• _YOUR TASK_: Look for the word "series" in the records, and copy each line where it appears.

• _MATERIAL PROVIDED_:
use std::pin::pin;
use std::sync::Arc;

use futures::StreamExt;
use futures::stream;
use scanner_core::anomaly::{self, Match};
use scanner_core::baseline;
use scanner_core::candle::Candle;
use scanner_core::config::{ScanConfig, ScanParams};
use scanner_core::error::ConfigError;
use scanner_core::indicator::{IndicatorProvider, TaIndicators};
use scanner_core::series;
use scanner_providers::provider::MarketDataSource;
use scanner_providers::venue::create_source;
use serde::Serialize;
use tracing::{debug, info, warn};

use crate::cancel::CancelSignal;
use crate::error::{ScanError, SkipReason};
use crate::pacing::RateGate;

/// An instrument that dropped out of a scan and why.
#[derive(Debug, Clone, PartialEq, Serialize)]
pub struct Skipped {
    pub symbol: String,
    pub reason: SkipReason,
}

/// Full outcome of one scan cycle.
#[derive(Debug, Clone, PartialEq, Serialize)]
pub struct ScanReport {
    pub venue: String,
    /// In universe order.
    pub matches: Vec<Match>,
    pub skipped: Vec<Skipped>,
    /// Instruments that passed the quote-currency filter and were evaluated.
    pub scanned: usize,
    /// Instruments rejected by the quote-currency filter.
    pub filtered: usize,
}

/// Scans a venue's instruments for high-demand anomalies.
///
/// Each instrument is fetched and evaluated independently; failures are
/// recorded as skips and never abort the scan.
pub struct Scanner {
    source: Arc<dyn MarketDataSource>,
    indicators: Arc<dyn IndicatorProvider>,
    config: ScanConfig,
    gate: RateGate,
}

impl Scanner {
    pub fn new(
        source: Arc<dyn MarketDataSource>,
        indicators: Arc<dyn IndicatorProvider>,
        config: ScanConfig,
    ) -> Result<Self, ScanError> {
        config.validate()?;
        let gate = RateGate::new(source.request_spacing());
        Ok(Self {
            source,
            indicators,
            config,
            gate,
        })
    }

    /// Scanner over a built-in venue with the default RSI/MACD indicators.
    pub fn for_venue(venue: &str, config: ScanConfig) -> Result<Self, ScanError> {
        let source =
            create_source(venue).map_err(|_| ConfigError::UnknownVenue(venue.to_string()))?;
        Self::new(source, Arc::new(TaIndicators::default()), config)
    }

    pub fn venue(&self) -> &str {
        self.source.name()
    }

    /// Scan the venue's whole universe and return the matches.
    pub async fn scan(&self, params: &ScanParams) -> Result<Vec<Match>, ScanError> {
        let report = self.scan_report(params, &CancelSignal::new()).await?;
        Ok(report.matches)
    }

    /// Scan the venue's whole universe, keeping skip diagnostics.
    pub async fn scan_report(
        &self,
        params: &ScanParams,
        cancel: &CancelSignal,
    ) -> Result<ScanReport, ScanError> {
        params.validate()?;

        let universe = tokio::select! {
            biased;
            _ = cancel.cancelled() => return Err(ScanError::Cancelled),
            listed = self.source.list_instruments() => listed.map_err(|source| ScanError::Universe {
                venue: self.venue().to_string(),
                source,
            })?,
        };

        self.scan_universe(&universe, params, cancel).await
    }

    /// Scan a caller-supplied list of instruments, in the given order.
    pub async fn scan_universe(
        &self,
        universe: &[String],
        params: &ScanParams,
        cancel: &CancelSignal,
    ) -> Result<ScanReport, ScanError> {
        params.validate()?;
        let params = *params;

        let candidates: Vec<&str> = universe
            .iter()
            .map(String::as_str)
            .filter(|s| self.config.accepts(s))
            .collect();
        let filtered = universe.len() - candidates.len();

        info!(
            venue = self.venue(),
            candidates = candidates.len(),
            filtered,
            lookback = params.lookback,
            volume_mult = params.volume_mult,
            return_mult = params.return_mult,
            "Starting scan"
        );

        // `buffered` keeps universe order while up to `concurrency`
        // instruments are in flight.
        let mut outcomes = pin!(
            stream::iter(candidates)
                .map(move |symbol| async move {
                    (symbol, self.scan_instrument(symbol, &params).await)
                })
                .buffered(self.config.concurrency)
        );

        let mut report = ScanReport {
            venue: self.venue().to_string(),
            matches: Vec::new(),
            skipped: Vec::new(),
            scanned: 0,
            filtered,
        };

        loop {
            let next = tokio::select! {
                biased;
                _ = cancel.cancelled() => {
                    warn!(venue = self.venue(), scanned = report.scanned, "Scan cancelled");
                    return Err(ScanError::Cancelled);
                }
                next = outcomes.next() => next,
            };
            let Some((symbol, outcome)) = next else {
                break;
            };

            report.scanned += 1;
            match outcome {
                Ok(Some(found)) => {
                    info!(
                        symbol,
                        volume = found.current_volume,
                        return_pct = found.current_return_pct,
                        "High-demand match"
                    );
                    report.matches.push(found);
                }
                Ok(None) => debug!(symbol, "No anomaly"),
                Err(reason) => {
                    debug!(symbol, %reason, "Skipped");
                    report.skipped.push(Skipped {
                        symbol: symbol.to_string(),
                        reason,
                    });
                }
            }
        }

        info!(
            venue = self.venue(),
            scanned = report.scanned,
            matches = report.matches.len(),
            skipped = report.skipped.len(),
            "Scan complete"
        );
        Ok(report)
    }

    async fn fetch(&self, symbol: &str, count: usize) -> Result<Vec<Candle>, SkipReason> {
        self.gate.wait().await;
        let fetch = self
            .source
            .fetch_candles(symbol, self.config.interval, count);
        let candles = match self.config.fetch_timeout {
            Some(limit) => tokio::time::timeout(limit, fetch)
                .await
                .map_err(|_| SkipReason::Timeout(limit))??,
            None => fetch.await?,
        };
        Ok(candles)
    }

    async fn scan_instrument(
        &self,
        symbol: &str,
        params: &ScanParams,
    ) -> Result<Option<Match>, SkipReason> {
        debug!(symbol, "Scanning");
        let candles = self
            .fetch(symbol, self.config.candle_count(params.lookback))
            .await?;

        let required = params.lookback.saturating_add(1);
        if candles.len() < required {
            return Err(SkipReason::InsufficientHistory {
                available: candles.len(),
                required,
            });
        }

        let series = series::build(&candles, self.indicators.as_ref())?;
        let baseline = baseline::estimate(&series, params.lookback).ok_or(
            SkipReason::NoBaseline {
                lookback: params.lookback,
            },
        )?;
        Ok(anomaly::evaluate(symbol, &series, &baseline, params)?)
    }
}

/// One scan cycle over a built-in venue with default settings.
pub async fn scan(
    venue: &str,
    volume_mult: f64,
    return_mult: f64,
    lookback: usize,
) -> Result<Vec<Match>, ScanError> {
    let params = ScanParams {
        volume_mult,
        return_mult,
        lookback,
    };
    params.validate()?;
    Scanner::for_venue(venue, ScanConfig::default())?
        .scan(&params)
        .await
}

• _PROBLEM SOLUTION_:
use scanner_core::series;
        let series = series::build(&candles, self.indicators.as_ref())?;
        let baseline = baseline::estimate(&series, params.lookback).ok_or(
        Ok(anomaly::evaluate(symbol, &series, &baseline, params)?)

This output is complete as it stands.